La vingtaine de manifestants, des représentants de la Coordination nationale pour le changement démocratique (CNCD), qui prépare une grande manifestation pour le 12 février, ont été dispersés par les policiers sans que ces derniers aient fait usage de force.

Ces manifestants, qui entendaient à travers cette action donner le ton dans la perspective de la marche du 12 février, ont pu improviser un petit rassemblement loin du siège de l’ambassade pour exprimer leur solidarité avec le peuple égyptien.

Sur leurs banderoles déployées à la sauvette avant que les manifestants n’aient été rattrapés par les policiers, on pouvait notamment lire: « Pas de répit avant le départ de Moubarak », « Oui à la révolution démocratique dans le monde arabe » et « A qui le tour? »
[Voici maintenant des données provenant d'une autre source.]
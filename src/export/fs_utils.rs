// src/export/fs_utils.rs

use crate::errors::{AppError, AppResult};
use crate::ui::messages::{info, warning};
use std::io::{self, Write};
use std::path::Path;

/// Check whether `path` may be created or overwritten.
///
/// - missing file → Ok
/// - existing file with `force` → Ok
/// - existing file without `force` → ask on stdin; anything but y/yes cancels.
pub(crate) fn ensure_writable(path: &Path, force: bool) -> AppResult<()> {
    if !path.exists() || force {
        return Ok(());
    }

    warning(format!("The file '{}' already exists.", path.display()));

    print!("Overwrite? [y/N]: ");
    io::stdout().flush().ok();

    let mut answer = String::new();
    io::stdin().read_line(&mut answer)?;

    match answer.trim().to_ascii_lowercase().as_str() {
        "y" | "yes" => {
            info("Existing file will be overwritten.");
            Ok(())
        }
        _ => Err(AppError::Export(
            "export cancelled: existing file not overwritten".into(),
        )),
    }
}
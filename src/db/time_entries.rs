use crate::errors::{AppError, AppResult};
use crate::models::time_entry::TimeEntry;
use chrono::NaiveDate;
use rusqlite::{Connection, OptionalExtension, Result, Row, params};

pub fn map_row(row: &Row) -> Result<TimeEntry> {
    let date_str: String = row.get("date")?;

    let date = NaiveDate::parse_from_str(&date_str, "%Y-%m-%d").map_err(|_| {
        rusqlite::Error::FromSqlConversionFailure(
            0,
            rusqlite::types::Type::Text,
            Box::new(AppError::InvalidDate(date_str.clone())),
        )
    })?;

    Ok(TimeEntry {
        id: row.get("id")?,
        user_id: row.get("user_id")?,
        date,
        hours: row.get("hours")?,
        minutes: row.get("minutes")?,
        work_order_id: row.get("work_order_id")?,
        created_at: row.get("created_at")?,
    })
}

/// Insert a new entry and return its id.
pub fn insert_entry(conn: &Connection, e: &TimeEntry) -> AppResult<i64> {
    conn.execute(
        "INSERT INTO hours_worked (user_id, date, hours, minutes, work_order_id, created_at)
         VALUES (?1, ?2, ?3, ?4, ?5, ?6)",
        params![
            e.user_id,
            e.date_str(),
            e.hours,
            e.minutes,
            e.work_order_id,
            e.created_at,
        ],
    )?;
    Ok(conn.last_insert_rowid())
}

/// Update all fields except id, user_id and created_at.
pub fn update_entry(conn: &Connection, e: &TimeEntry) -> AppResult<usize> {
    let changed = conn.execute(
        "UPDATE hours_worked
         SET date = ?1, hours = ?2, minutes = ?3, work_order_id = ?4
         WHERE id = ?5",
        params![e.date_str(), e.hours, e.minutes, e.work_order_id, e.id],
    )?;
    Ok(changed)
}

pub fn delete_entry(conn: &Connection, id: i64) -> AppResult<usize> {
    Ok(conn.execute("DELETE FROM hours_worked WHERE id = ?1", [id])?)
}

pub fn load_entry(conn: &Connection, id: i64) -> AppResult<Option<TimeEntry>> {
    let entry = conn
        .prepare_cached("SELECT * FROM hours_worked WHERE id = ?1")?
        .query_row([id], map_row)
        .optional()?;
    Ok(entry)
}

pub fn list_entries(conn: &Connection) -> AppResult<Vec<TimeEntry>> {
    let mut stmt = conn.prepare_cached("SELECT * FROM hours_worked ORDER BY date ASC, id ASC")?;
    let rows = stmt.query_map([], map_row)?;

    let mut out = Vec::new();
    for r in rows {
        out.push(r?);
    }
    Ok(out)
}

/// Entries dated within `[start, end]` (inclusive).
pub fn entries_between(
    conn: &Connection,
    start: NaiveDate,
    end: NaiveDate,
) -> AppResult<Vec<TimeEntry>> {
    let mut stmt = conn.prepare_cached(
        "SELECT * FROM hours_worked
         WHERE date BETWEEN ?1 AND ?2
         ORDER BY date ASC, id ASC",
    )?;

    let rows = stmt.query_map(
        [
            start.format("%Y-%m-%d").to_string(),
            end.format("%Y-%m-%d").to_string(),
        ],
        map_row,
    )?;

    let mut out = Vec::new();
    for r in rows {
        out.push(r?);
    }
    Ok(out)
}

/// (hours, minutes) of every entry logged against a work order.
pub fn durations_for_work_order(conn: &Connection, work_order_id: i64) -> AppResult<Vec<(u32, u32)>> {
    let mut stmt =
        conn.prepare_cached("SELECT hours, minutes FROM hours_worked WHERE work_order_id = ?1")?;
    let rows = stmt.query_map([work_order_id], |row| {
        Ok((row.get::<_, u32>(0)?, row.get::<_, u32>(1)?))
    })?;

    let mut out = Vec::new();
    for r in rows {
        out.push(r?);
    }
    Ok(out)
}
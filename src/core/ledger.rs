//! Façade over the allocation store, the worked-hours aggregator and the
//! transfer engine. The service is role-agnostic: callers authorise first
//! (see `core::access`).

use crate::core::transfer::TransferEngine;
use crate::core::worked::WorkedHoursAggregator;
use crate::db::allocations::AllocationStore;
use crate::db::log::ttlog;
use crate::db::pool::DbPool;
use crate::errors::AppResult;
use crate::models::allocation::{Allocation, TransferOutcome};
use crate::models::month_summary::MonthSummary;
use crate::models::period::Period;

pub struct LedgerService {
    pool: DbPool,
}

impl LedgerService {
    pub fn new(pool: DbPool) -> Self {
        Self { pool }
    }

    pub fn pool(&mut self) -> &mut DbPool {
        &mut self.pool
    }

    /// Available, worked and remaining hours for each month of `year`,
    /// January to December, read from one snapshot.
    pub fn overview(&mut self, year: i32) -> AppResult<Vec<MonthSummary>> {
        let periods = Period::months_of(year)?;

        self.pool.read_tx(|conn| {
            let store = AllocationStore::new(conn);
            let worked = WorkedHoursAggregator::new(conn);

            let mut rows = Vec::with_capacity(periods.len());
            for p in &periods {
                rows.push(MonthSummary::new(
                    p.year(),
                    p.month(),
                    store.get(*p)?,
                    worked.worked_hours(*p)?,
                ));
            }
            Ok(rows)
        })
    }

    /// Set (insert or overwrite) the budget of a period.
    pub fn set_allocation(&mut self, period: Period, hours: f64) -> AppResult<Allocation> {
        self.pool.write_tx(|conn| {
            AllocationStore::new(conn).set(period, hours)?;
            ttlog(
                conn,
                "allocate",
                &period.to_string(),
                &format!("Available hours for {period} set to {hours}"),
            )?;
            Ok(Allocation {
                period,
                available_hours: hours,
            })
        })
    }

    /// Move budget between two periods; returns both updated balances.
    pub fn apply_transfer(
        &mut self,
        from: Period,
        to: Period,
        hours: f64,
    ) -> AppResult<TransferOutcome> {
        TransferEngine::transfer(&mut self.pool, from, to, hours)
    }

    pub fn available_hours(&mut self, period: Period) -> AppResult<f64> {
        AllocationStore::new(&self.pool.conn).get(period)
    }

    pub fn worked_hours(&mut self, period: Period) -> AppResult<f64> {
        WorkedHoursAggregator::new(&self.pool.conn).worked_hours(period)
    }

    pub fn list_allocations(&mut self) -> AppResult<Vec<Allocation>> {
        AllocationStore::new(&self.pool.conn).list_all()
    }
}

#[cfg(test)]
mod tests {
    use super::*;
    use crate::db::time_entries::insert_entry;
    use crate::errors::AppError;
    use crate::models::time_entry::TimeEntry;
    use chrono::NaiveDate;

    fn p(y: i32, m: u32) -> Period {
        Period::new(y, m).unwrap()
    }

    fn service() -> LedgerService {
        LedgerService::new(DbPool::in_memory().unwrap())
    }

    fn log_time(svc: &mut LedgerService, date: &str, h: u32, m: u32) {
        let d = NaiveDate::parse_from_str(date, "%Y-%m-%d").unwrap();
        let e = TimeEntry::new(2, d, h, m, 1).unwrap();
        insert_entry(&svc.pool().conn, &e).unwrap();
    }

    #[test]
    fn overview_lists_twelve_months_with_remaining() {
        let mut svc = service();
        svc.set_allocation(p(2025, 1), 40.0).unwrap();
        svc.set_allocation(p(2025, 3), 2.0).unwrap();
        log_time(&mut svc, "2025-01-10", 2, 30);
        log_time(&mut svc, "2025-01-11", 1, 45);
        log_time(&mut svc, "2025-03-05", 3, 0);

        let rows = svc.overview(2025).unwrap();
        assert_eq!(rows.len(), 12);
        assert_eq!(
            rows.iter().map(|r| r.month).collect::<Vec<_>>(),
            (1..=12u32).collect::<Vec<_>>()
        );

        assert_eq!(rows[0].available_hours, 40.0);
        assert_eq!(rows[0].worked_hours, 4.25);
        assert_eq!(rows[0].remaining_hours, 35.75);

        // over-allocation is reported as negative remaining
        assert_eq!(rows[2].remaining_hours, -1.0);

        assert_eq!(rows[5].available_hours, 0.0);
        assert_eq!(rows[5].worked_hours, 0.0);
    }

    #[test]
    fn set_allocation_validates_amount() {
        let mut svc = service();
        assert!(matches!(
            svc.set_allocation(p(2025, 1), -3.0),
            Err(AppError::InvalidAmount(_))
        ));
        assert!(svc.list_allocations().unwrap().is_empty());
    }

    #[test]
    fn january_february_scenario() {
        let mut svc = service();
        svc.set_allocation(p(2025, 1), 40.0).unwrap();
        svc.set_allocation(p(2025, 2), 0.0).unwrap();

        let out = svc.apply_transfer(p(2025, 1), p(2025, 2), 10.0).unwrap();
        assert_eq!(out.from.available_hours, 30.0);
        assert_eq!(out.to.available_hours, 10.0);

        let err = svc.apply_transfer(p(2025, 1), p(2025, 2), 35.0).unwrap_err();
        assert!(matches!(err, AppError::InsufficientBalance { .. }));
        assert_eq!(svc.available_hours(p(2025, 1)).unwrap(), 30.0);
        assert_eq!(svc.available_hours(p(2025, 2)).unwrap(), 10.0);
    }

    #[test]
    fn mutations_are_audited() {
        let mut svc = service();
        svc.set_allocation(p(2025, 5), 12.0).unwrap();

        let rows = crate::db::log::load_log_for(&svc.pool().conn, "allocate").unwrap();
        assert_eq!(rows.len(), 1);
        assert_eq!(rows[0].target, "2025-05");
    }
}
Ce rassemblement devant l’ambassade d’Egypte a été décidé dans la nuit de mardi au cours d’une réunion de la CNCD. « Nous avons décidé cette action pour exprimer notre solidarité avec le peuple égyptien et féliciter le peuple tunisien, qui sont en train de changer le cours de l’histoire de la nation arabe », a déclaré à l’AP l’avocat Mustapha Bouchachi, président de la Ligue algérienne de défense des droits de l’Homme (LADDH) et membre actif dans la CNCD.

Interrogé sur la manifestation du 12 février, Me Bouchachi a confirmé l’interdiction notifiée lundi par la préfecture d’Alger, laquelle a proposé aux organisateurs une salle fermée sur les hauteurs de la capitale. « Il n’est pas question de reculer. Nous avons bien l’intention d’organiser cette manifestation. A chacun de prendre ses responsabilités », a lancé Me Bouchachi.